My mother asked me about programs like the Haven Coalition. For years, women from states that ban second trimester abortion have come to New York to get the procedure. Haven volunteers give them spare bedrooms and accompany them to their appointments. How will politicians protect Haven, and its volunteers, when they are under sustained legal attack for helping women break abortion bans in other states? Will they protect them at all?

Rallies are necessary because their absence shows weakness. But they are utterly insufficient in a town like New York, where abortion is, for now at least, a settled issue. More urgently, we need organization. In states where abortion will remain legal after the fall of Roe, everyone should support programs like Haven, abortion funds, clinic escorts, clinic defense and more because more women than ever will be coming to our states to get abortions. But even if abortion funds had enough cash to pay their expenses, most women in states where abortion is banned won’t be able to travel. For some time, networks of activists have been preparing to provide abortions in a post-Roe world. Yes, this is illegal. Yes, this is morally blemishless. Abortion pills are available online and in advance—depending on one’s state. Pill abortions are safe, but also long, bloody and painful for most women. Anyone going through one should have a caring person with them.

As I look at the likely death of Roe vs. Wade, I can’t help but blame our own side a bit. How much ground did we cede to the fundamentalists when we sought to highlight their extremism by saying “they would ban abortion even in the case of rape and incest!”—as if abortion was only justified if the woman didn’t come. How many times did we blame abortions on the lack of sex ed—as if women just get pregnant because they don’t know how babies are made? We should have called abortion what it was: a medical procedure accessed by all sorts of women, for all sorts of reasons, whose existence is essential in guaranteeing us lives as equal, independent, free human beings. No apologies. No excuses. No equivocations. The women who had these abortions should talk about them. The men who caused these abortions should talk about them too.
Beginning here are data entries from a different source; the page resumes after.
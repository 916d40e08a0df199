use anyhow::{Context, Result};
use rusqlite::{params, Row};

use crate::db::{connection::Database, helpers::parse_clean_level, models::CleanReading};

fn row_to_clean_reading(row: &Row) -> Result<CleanReading> {
    let level: String = row.get("traffic_level")?;
    Ok(CleanReading {
        id: row.get("id")?,
        timestamp: row.get("timestamp")?,
        location: row.get("location")?,
        current_speed_kmh: row.get("current_speed_kmh")?,
        free_flow_speed_kmh: row.get("free_flow_speed_kmh")?,
        speed_ratio: row.get("speed_ratio")?,
        traffic_level: parse_clean_level(&level)?,
        confidence: row.get("confidence")?,
    })
}

impl Database {
    /// Insert-if-absent on `(id, timestamp)`. Existing rows are left
    /// untouched. Returns how many rows were actually inserted.
    pub async fn insert_clean_readings(&self, readings: &[CleanReading]) -> Result<usize> {
        if readings.is_empty() {
            return Ok(0);
        }

        let records = readings.to_vec();
        self.execute(move |conn| {
            let tx = conn.transaction()?;
            let mut inserted = 0;
            {
                let mut stmt = tx.prepare(
                    "INSERT OR IGNORE INTO traffic_data_clean (
                        id,
                        timestamp,
                        location,
                        current_speed_kmh,
                        free_flow_speed_kmh,
                        speed_ratio,
                        traffic_level,
                        confidence
                    ) VALUES (?1, ?2, ?3, ?4, ?5, ?6, ?7, ?8)",
                )?;

                for record in &records {
                    inserted += stmt
                        .execute(params![
                            record.id,
                            record.timestamp,
                            record.location,
                            record.current_speed_kmh,
                            record.free_flow_speed_kmh,
                            record.speed_ratio,
                            record.traffic_level.as_str(),
                            record.confidence,
                        ])
                        .with_context(|| format!("failed to insert clean row {}", record.id))?;
                }
            }
            tx.commit().context("failed to commit clean readings")?;
            Ok(inserted)
        })
        .await
    }

    pub async fn list_clean_readings(&self) -> Result<Vec<CleanReading>> {
        self.execute(|conn| {
            let mut stmt = conn.prepare(
                "SELECT id, timestamp, location, current_speed_kmh, free_flow_speed_kmh,
                        speed_ratio, traffic_level, confidence
                 FROM traffic_data_clean
                 ORDER BY id ASC, timestamp ASC",
            )?;

            let mut rows = stmt.query([])?;
            let mut readings = Vec::new();
            while let Some(row) = rows.next()? {
                readings.push(row_to_clean_reading(row)?);
            }
            Ok(readings)
        })
        .await
    }

    /// Largest raw id already cleaned, or 0 for an empty clean store.
    pub async fn max_clean_id(&self) -> Result<i64> {
        self.execute(|conn| {
            let max: Option<i64> =
                conn.query_row("SELECT MAX(id) FROM traffic_data_clean", [], |row| row.get(0))?;
            Ok(max.unwrap_or(0))
        })
        .await
    }
}
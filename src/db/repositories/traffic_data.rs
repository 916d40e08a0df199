use anyhow::{Context, Result};
use rusqlite::{params, Row};

use crate::db::{
    connection::Database,
    helpers::format_raw_timestamp,
    models::{NewTrafficReading, TrafficReading},
};

const SELECT_READINGS: &str = "SELECT
        t.id,
        t.timestamp,
        t.location,
        l.name AS location_name,
        t.current_speed_kmh,
        t.free_flow_speed_kmh,
        t.speed_ratio,
        t.traffic_level,
        t.confidence
    FROM traffic_data t
    LEFT JOIN locations l ON l.id = t.location";

fn row_to_reading(row: &Row) -> Result<TrafficReading> {
    Ok(TrafficReading {
        id: row.get("id")?,
        timestamp: row.get("timestamp")?,
        location_id: row.get("location")?,
        location_name: row.get("location_name")?,
        current_speed_kmh: row.get("current_speed_kmh")?,
        free_flow_speed_kmh: row.get("free_flow_speed_kmh")?,
        speed_ratio: row.get("speed_ratio")?,
        traffic_level: row.get("traffic_level")?,
        confidence: row.get("confidence")?,
    })
}

impl Database {
    /// Append one cycle's rows in a single transaction. Every row receives a
    /// fresh autoincrement id; an empty slice is a no-op.
    pub async fn insert_traffic_readings(&self, readings: &[NewTrafficReading]) -> Result<usize> {
        if readings.is_empty() {
            return Ok(0);
        }

        let records = readings.to_vec();
        self.execute(move |conn| {
            let tx = conn.transaction()?;
            {
                let mut stmt = tx.prepare(
                    "INSERT INTO traffic_data (
                        timestamp,
                        location,
                        current_speed_kmh,
                        free_flow_speed_kmh,
                        speed_ratio,
                        traffic_level,
                        confidence
                    ) VALUES (?1, ?2, ?3, ?4, ?5, ?6, ?7)",
                )?;

                for record in &records {
                    stmt.execute(params![
                        format_raw_timestamp(&record.timestamp),
                        record.location_id,
                        record.current_speed_kmh,
                        record.free_flow_speed_kmh,
                        record.speed_ratio,
                        record.traffic_level.as_str(),
                        record.confidence,
                    ])
                    .with_context(|| {
                        format!("failed to insert reading for location {}", record.location_id)
                    })?;
                }
            }
            tx.commit().context("failed to commit traffic readings")?;
            Ok(records.len())
        })
        .await
    }

    /// Rows strictly newer than `after`, oldest first. `after` must be in the
    /// raw timestamp format so the text comparison is chronological.
    pub async fn traffic_readings_after(&self, after: &str) -> Result<Vec<TrafficReading>> {
        let after = after.to_string();
        self.execute(move |conn| {
            let mut stmt = conn.prepare(&format!(
                "{SELECT_READINGS}
                 WHERE t.timestamp > ?1
                 ORDER BY t.timestamp ASC, t.id ASC"
            ))?;

            let mut rows = stmt.query(params![after])?;
            let mut readings = Vec::new();
            while let Some(row) = rows.next()? {
                readings.push(row_to_reading(row)?);
            }
            Ok(readings)
        })
        .await
    }

    /// Rows with an id greater than `after_id`, in id order. Pass 0 for all.
    pub async fn traffic_readings_after_id(&self, after_id: i64) -> Result<Vec<TrafficReading>> {
        self.execute(move |conn| {
            let mut stmt = conn.prepare(&format!(
                "{SELECT_READINGS}
                 WHERE t.id > ?1
                 ORDER BY t.id ASC"
            ))?;

            let mut rows = stmt.query(params![after_id])?;
            let mut readings = Vec::new();
            while let Some(row) = rows.next()? {
                readings.push(row_to_reading(row)?);
            }
            Ok(readings)
        })
        .await
    }

    pub async fn count_traffic_readings(&self) -> Result<i64> {
        self.execute(|conn| {
            let count = conn.query_row("SELECT COUNT(*) FROM traffic_data", [], |row| row.get(0))?;
            Ok(count)
        })
        .await
    }
}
In a civilized country, abortion would be apolitical. There would be no more need to speak about it than to speak about any other surgery. In the America we have, silence allowed abortion doctors to be demonized and murdered; and the women who do talk about their abortions to be slandered as childlike victims, heartless career bitches, or amoral sluts. Every type of woman has abortions, even the good Christian ones who are cheering Alito’s memo, but not nearly enough women admit it.

I remember when I was twenty and in that Planned Parenthood. I had just come out from the anesthesia. Because clinics are terrorist targets, my boyfriend could not accompany me, and so I sat alone, chewing on a cookie they provided to get my blood sugar up. I started talking to the young woman next to me. She was a mother of two children she worked hard to provide for. She could not afford a third. She had an abortion because she wanted to do right by her kids. We were still woozy, in pain and barely upright, but the chit-chat let us feel like people again.

Though we did not speak about politics, these moments in the clinic had an indelible effect on my own political life. It was the first time I felt in my guts that there were people in power who wanted to kill us. Powerful people would force us to give birth, and if we tried to escape that would have had us die in pain and shame, and believe themselves to be righteous, even holy. Against them, we had only each other and the flawed, stubborn institution where we then sat. Generations of people had risked their lives and freedom to win the right to abortion, and their efforts had saved me. I owed them a debt.

If the draft decision becomes law, perhaps half the women of America will have lost this basic right. Despair is premature. Rage is insufficient. The only way we save ourselves is by organizing, in defiance of the bastards’ laws, to give each other the means to control our bodies. We belong to ourselves. We will never go back.